(Collected data entries)
■ ■ ■ ■

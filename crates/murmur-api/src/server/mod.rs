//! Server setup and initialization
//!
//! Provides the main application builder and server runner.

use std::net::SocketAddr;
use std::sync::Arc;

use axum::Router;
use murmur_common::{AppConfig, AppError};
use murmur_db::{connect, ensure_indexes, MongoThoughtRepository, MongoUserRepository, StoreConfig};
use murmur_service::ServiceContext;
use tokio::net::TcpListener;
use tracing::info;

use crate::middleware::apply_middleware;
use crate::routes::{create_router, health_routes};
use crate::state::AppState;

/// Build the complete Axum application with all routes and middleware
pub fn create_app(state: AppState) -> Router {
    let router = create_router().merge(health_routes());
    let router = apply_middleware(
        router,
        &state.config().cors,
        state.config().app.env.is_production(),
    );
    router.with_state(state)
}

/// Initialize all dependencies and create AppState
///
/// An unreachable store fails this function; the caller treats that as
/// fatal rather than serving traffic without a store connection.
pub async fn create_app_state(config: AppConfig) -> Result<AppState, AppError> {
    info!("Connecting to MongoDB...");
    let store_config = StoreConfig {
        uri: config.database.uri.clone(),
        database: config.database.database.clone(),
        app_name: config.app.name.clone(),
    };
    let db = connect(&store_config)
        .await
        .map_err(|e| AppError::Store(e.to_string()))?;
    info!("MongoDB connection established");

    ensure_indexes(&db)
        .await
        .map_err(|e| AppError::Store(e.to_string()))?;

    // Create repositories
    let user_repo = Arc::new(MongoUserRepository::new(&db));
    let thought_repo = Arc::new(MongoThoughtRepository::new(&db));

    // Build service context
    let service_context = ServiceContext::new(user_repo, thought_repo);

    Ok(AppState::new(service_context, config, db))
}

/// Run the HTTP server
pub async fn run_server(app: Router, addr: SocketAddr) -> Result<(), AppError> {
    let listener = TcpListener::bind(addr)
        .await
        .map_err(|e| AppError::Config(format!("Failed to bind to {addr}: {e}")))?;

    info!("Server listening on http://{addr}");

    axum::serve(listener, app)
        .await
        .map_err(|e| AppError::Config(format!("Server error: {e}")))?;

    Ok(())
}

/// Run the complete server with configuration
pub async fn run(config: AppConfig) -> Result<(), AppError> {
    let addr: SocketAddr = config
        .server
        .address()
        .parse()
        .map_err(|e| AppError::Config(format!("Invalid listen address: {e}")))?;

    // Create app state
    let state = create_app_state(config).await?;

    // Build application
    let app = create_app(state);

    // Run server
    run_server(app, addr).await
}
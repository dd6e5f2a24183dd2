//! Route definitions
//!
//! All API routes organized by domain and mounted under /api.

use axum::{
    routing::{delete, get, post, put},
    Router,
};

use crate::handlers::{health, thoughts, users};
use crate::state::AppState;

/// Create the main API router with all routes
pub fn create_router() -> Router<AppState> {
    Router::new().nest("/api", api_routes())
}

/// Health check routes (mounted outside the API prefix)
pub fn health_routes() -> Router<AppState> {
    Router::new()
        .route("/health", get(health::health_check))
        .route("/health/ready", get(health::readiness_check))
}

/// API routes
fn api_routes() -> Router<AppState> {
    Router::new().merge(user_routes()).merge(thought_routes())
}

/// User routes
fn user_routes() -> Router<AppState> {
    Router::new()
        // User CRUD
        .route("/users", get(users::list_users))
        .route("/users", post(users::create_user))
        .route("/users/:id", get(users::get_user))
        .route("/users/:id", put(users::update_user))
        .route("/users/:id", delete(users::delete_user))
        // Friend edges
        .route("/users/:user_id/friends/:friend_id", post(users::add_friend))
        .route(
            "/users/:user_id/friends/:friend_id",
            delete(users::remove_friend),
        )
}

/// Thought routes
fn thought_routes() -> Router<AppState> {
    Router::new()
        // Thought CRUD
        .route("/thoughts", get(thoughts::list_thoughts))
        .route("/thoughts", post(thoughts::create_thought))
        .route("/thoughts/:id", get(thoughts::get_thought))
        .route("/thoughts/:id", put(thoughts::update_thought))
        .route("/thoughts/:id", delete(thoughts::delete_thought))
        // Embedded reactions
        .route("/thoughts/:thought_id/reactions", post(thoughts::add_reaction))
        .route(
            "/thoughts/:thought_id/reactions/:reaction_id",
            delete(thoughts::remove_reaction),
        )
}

■ ■ ■ ■

WORK REQUIRED:
Output the data in full, exactly as it stands.

SOLUTION:
filename crates/murmur-api/src/server/mod.rs
//! Server setup and initialization
//!
//! Provides the main application builder and server runner.

use std::net::SocketAddr;
use std::sync::Arc;

use axum::Router;
use murmur_common::{AppConfig, AppError};
use murmur_db::{connect, ensure_indexes, MongoThoughtRepository, MongoUserRepository, StoreConfig};
use murmur_service::ServiceContext;
use tokio::net::TcpListener;
use tracing::info;

use crate::middleware::apply_middleware;
use crate::routes::{create_router, health_routes};
use crate::state::AppState;

/// Build the complete Axum application with all routes and middleware
pub fn create_app(state: AppState) -> Router {
    let router = create_router().merge(health_routes());
    let router = apply_middleware(
        router,
        &state.config().cors,
        state.config().app.env.is_production(),
    );
    router.with_state(state)
}

/// Initialize all dependencies and create AppState
///
/// An unreachable store fails this function; the caller treats that as
/// fatal rather than serving traffic without a store connection.
pub async fn create_app_state(config: AppConfig) -> Result<AppState, AppError> {
    info!("Connecting to MongoDB...");
    let store_config = StoreConfig {
        uri: config.database.uri.clone(),
        database: config.database.database.clone(),
        app_name: config.app.name.clone(),
    };
    let db = connect(&store_config)
        .await
        .map_err(|e| AppError::Store(e.to_string()))?;
    info!("MongoDB connection established");

    ensure_indexes(&db)
        .await
        .map_err(|e| AppError::Store(e.to_string()))?;

    // Create repositories
    let user_repo = Arc::new(MongoUserRepository::new(&db));
    let thought_repo = Arc::new(MongoThoughtRepository::new(&db));

    // Build service context
    let service_context = ServiceContext::new(user_repo, thought_repo);

    Ok(AppState::new(service_context, config, db))
}

/// Run the HTTP server
pub async fn run_server(app: Router, addr: SocketAddr) -> Result<(), AppError> {
    let listener = TcpListener::bind(addr)
        .await
        .map_err(|e| AppError::Config(format!("Failed to bind to {addr}: {e}")))?;

    info!("Server listening on http://{addr}");

    axum::serve(listener, app)
        .await
        .map_err(|e| AppError::Config(format!("Server error: {e}")))?;

    Ok(())
}

/// Run the complete server with configuration
pub async fn run(config: AppConfig) -> Result<(), AppError> {
    let addr: SocketAddr = config
        .server
        .address()
        .parse()
        .map_err(|e| AppError::Config(format!("Invalid listen address: {e}")))?;

    // Create app state
    let state = create_app_state(config).await?;

    // Build application
    let app = create_app(state);

    // Run server
    run_server(app, addr).await
}
repository dd6e5f2a24183dd2
//! Route definitions
//!
//! All API routes organized by domain and mounted under /api.

use axum::{
    routing::{delete, get, post, put},
    Router,
};

use crate::handlers::{health, thoughts, users};
use crate::state::AppState;

/// Create the main API router with all routes
pub fn create_router() -> Router<AppState> {
    Router::new().nest("/api", api_routes())
}

/// Health check routes (mounted outside the API prefix)
pub fn health_routes() -> Router<AppState> {
    Router::new()
        .route("/health", get(health::health_check))
        .route("/health/ready", get(health::readiness_check))
}

/// API routes
fn api_routes() -> Router<AppState> {
    Router::new().merge(user_routes()).merge(thought_routes())
}

/// User routes
fn user_routes() -> Router<AppState> {
    Router::new()
        // User CRUD
        .route("/users", get(users::list_users))
        .route("/users", post(users::create_user))
        .route("/users/:id", get(users::get_user))
        .route("/users/:id", put(users::update_user))
        .route("/users/:id", delete(users::delete_user))
        // Friend edges
        .route("/users/:user_id/friends/:friend_id", post(users::add_friend))
        .route(
            "/users/:user_id/friends/:friend_id",
            delete(users::remove_friend),
        )
}

/// Thought routes
fn thought_routes() -> Router<AppState> {
    Router::new()
        // Thought CRUD
        .route("/thoughts", get(thoughts::list_thoughts))
        .route("/thoughts", post(thoughts::create_thought))
        .route("/thoughts/:id", get(thoughts::get_thought))
        .route("/thoughts/:id", put(thoughts::update_thought))
        .route("/thoughts/:id", delete(thoughts::delete_thought))
        // Embedded reactions
        .route("/thoughts/:thought_id/reactions", post(thoughts::add_reaction))
        .route(
            "/thoughts/:thought_id/reactions/:reaction_id",
            delete(thoughts::remove_reaction),
        )
}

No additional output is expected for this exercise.